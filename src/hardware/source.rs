//! Capability contracts for the OS introspection layers the collectors read.
//!
//! Every backend reports whether it can run at all (`is_available`) before
//! any query is attempted, so collectors can tell "the facility is missing"
//! apart from "the facility answered with nothing". Implementations open a
//! fresh handle inside each query and drop it before returning.

use crate::error::QueryError;

pub type QueryResult<T> = std::result::Result<T, QueryError>;

pub trait Capability {
    /// Human-readable name of the facility, used in sentinel messages.
    fn name(&self) -> &str;

    fn is_available(&self) -> bool;
}

/// Raw CPU fields as the OS reports them.
#[derive(Debug, Clone, Default, PartialEq)]
pub struct CpuRecord {
    pub brand: Option<String>,
    pub physical_cores: Option<usize>,
    pub logical_cores: usize,
}

#[derive(Debug, Clone, Default, PartialEq)]
pub struct BaseBoardRecord {
    pub manufacturer: Option<String>,
    pub product: Option<String>,
}

#[derive(Debug, Clone, Default, PartialEq)]
pub struct MemoryModuleRecord {
    pub capacity_bytes: Option<u64>,
    pub speed_mhz: Option<u32>,
}

#[derive(Debug, Clone, Default, PartialEq)]
pub struct VideoControllerRecord {
    pub name: Option<String>,
}

/// One physical disk from the storage namespace.
///
/// `size` stays textual because the storage namespace hands 64-bit sizes
/// back as strings; parsing (and defaulting) happens in the collector.
#[derive(Debug, Clone, Default, PartialEq)]
pub struct PhysicalDiskRecord {
    pub friendly_name: Option<String>,
    pub device_id: Option<String>,
    pub media_type: Option<u16>,
    pub size: Option<String>,
}

pub trait CpuIntrospection: Capability {
    fn read_cpu(&self) -> QueryResult<CpuRecord>;
}

/// General memory accounting. Always present, so it has no capability check.
pub trait MemoryAccounting {
    fn total_bytes(&self) -> u64;
}

/// The general hardware namespace: boards, memory modules, display adapters.
pub trait HardwareManagement: Capability {
    fn base_boards(&self) -> QueryResult<Vec<BaseBoardRecord>>;

    fn memory_modules(&self) -> QueryResult<Vec<MemoryModuleRecord>>;

    fn video_controllers(&self) -> QueryResult<Vec<VideoControllerRecord>>;
}

/// The narrower physical-storage namespace.
pub trait StorageManagement: Capability {
    fn physical_disks(&self) -> QueryResult<Vec<PhysicalDiskRecord>>;
}

/// The set of backends one collection cycle reads from.
pub struct Sources<'a> {
    pub cpu: &'a dyn CpuIntrospection,
    pub memory: &'a dyn MemoryAccounting,
    pub management: &'a dyn HardwareManagement,
    pub storage: &'a dyn StorageManagement,
}

/// Backend for platforms without a management interface this crate speaks.
#[cfg_attr(any(target_os = "linux", windows), allow(dead_code))]
#[derive(Debug, Default, Clone, Copy)]
pub struct Unsupported;

impl Capability for Unsupported {
    fn name(&self) -> &str {
        "hardware management interface"
    }

    fn is_available(&self) -> bool {
        false
    }
}

impl HardwareManagement for Unsupported {
    fn base_boards(&self) -> QueryResult<Vec<BaseBoardRecord>> {
        Err(QueryError::unavailable(self.name()))
    }

    fn memory_modules(&self) -> QueryResult<Vec<MemoryModuleRecord>> {
        Err(QueryError::unavailable(self.name()))
    }

    fn video_controllers(&self) -> QueryResult<Vec<VideoControllerRecord>> {
        Err(QueryError::unavailable(self.name()))
    }
}

impl StorageManagement for Unsupported {
    fn physical_disks(&self) -> QueryResult<Vec<PhysicalDiskRecord>> {
        Err(QueryError::unavailable(self.name()))
    }
}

----

> _Your task_:
Whatever appears in the listing should be copied exactly and completely.

> _Answer to the problem_:
filename src/hardware/source.rs
//! Capability contracts for the OS introspection layers the collectors read.
//!
//! Every backend reports whether it can run at all (`is_available`) before
//! any query is attempted, so collectors can tell "the facility is missing"
//! apart from "the facility answered with nothing". Implementations open a
//! fresh handle inside each query and drop it before returning.

use crate::error::QueryError;

pub type QueryResult<T> = std::result::Result<T, QueryError>;

pub trait Capability {
    /// Human-readable name of the facility, used in sentinel messages.
    fn name(&self) -> &str;

    fn is_available(&self) -> bool;
}

/// Raw CPU fields as the OS reports them.
#[derive(Debug, Clone, Default, PartialEq)]
pub struct CpuRecord {
    pub brand: Option<String>,
    pub physical_cores: Option<usize>,
    pub logical_cores: usize,
}

#[derive(Debug, Clone, Default, PartialEq)]
pub struct BaseBoardRecord {
    pub manufacturer: Option<String>,
    pub product: Option<String>,
}

#[derive(Debug, Clone, Default, PartialEq)]
pub struct MemoryModuleRecord {
    pub capacity_bytes: Option<u64>,
    pub speed_mhz: Option<u32>,
}

#[derive(Debug, Clone, Default, PartialEq)]
pub struct VideoControllerRecord {
    pub name: Option<String>,
}

/// One physical disk from the storage namespace.
///
/// `size` stays textual because the storage namespace hands 64-bit sizes
/// back as strings; parsing (and defaulting) happens in the collector.
#[derive(Debug, Clone, Default, PartialEq)]
pub struct PhysicalDiskRecord {
    pub friendly_name: Option<String>,
    pub device_id: Option<String>,
    pub media_type: Option<u16>,
    pub size: Option<String>,
}

pub trait CpuIntrospection: Capability {
    fn read_cpu(&self) -> QueryResult<CpuRecord>;
}

/// General memory accounting. Always present, so it has no capability check.
pub trait MemoryAccounting {
    fn total_bytes(&self) -> u64;
}

/// The general hardware namespace: boards, memory modules, display adapters.
pub trait HardwareManagement: Capability {
    fn base_boards(&self) -> QueryResult<Vec<BaseBoardRecord>>;

    fn memory_modules(&self) -> QueryResult<Vec<MemoryModuleRecord>>;

    fn video_controllers(&self) -> QueryResult<Vec<VideoControllerRecord>>;
}

/// The narrower physical-storage namespace.
pub trait StorageManagement: Capability {
    fn physical_disks(&self) -> QueryResult<Vec<PhysicalDiskRecord>>;
}

/// The set of backends one collection cycle reads from.
pub struct Sources<'a> {
    pub cpu: &'a dyn CpuIntrospection,
    pub memory: &'a dyn MemoryAccounting,
    pub management: &'a dyn HardwareManagement,
    pub storage: &'a dyn StorageManagement,
}

/// Backend for platforms without a management interface this crate speaks.
#[cfg_attr(any(target_os = "linux", windows), allow(dead_code))]
#[derive(Debug, Default, Clone, Copy)]
pub struct Unsupported;

impl Capability for Unsupported {
    fn name(&self) -> &str {
        "hardware management interface"
    }

    fn is_available(&self) -> bool {
        false
    }
}

impl HardwareManagement for Unsupported {
    fn base_boards(&self) -> QueryResult<Vec<BaseBoardRecord>> {
        Err(QueryError::unavailable(self.name()))
    }

    fn memory_modules(&self) -> QueryResult<Vec<MemoryModuleRecord>> {
        Err(QueryError::unavailable(self.name()))
    }

    fn video_controllers(&self) -> QueryResult<Vec<VideoControllerRecord>> {
        Err(QueryError::unavailable(self.name()))
    }
}

impl StorageManagement for Unsupported {
    fn physical_disks(&self) -> QueryResult<Vec<PhysicalDiskRecord>> {
        Err(QueryError::unavailable(self.name()))
    }
}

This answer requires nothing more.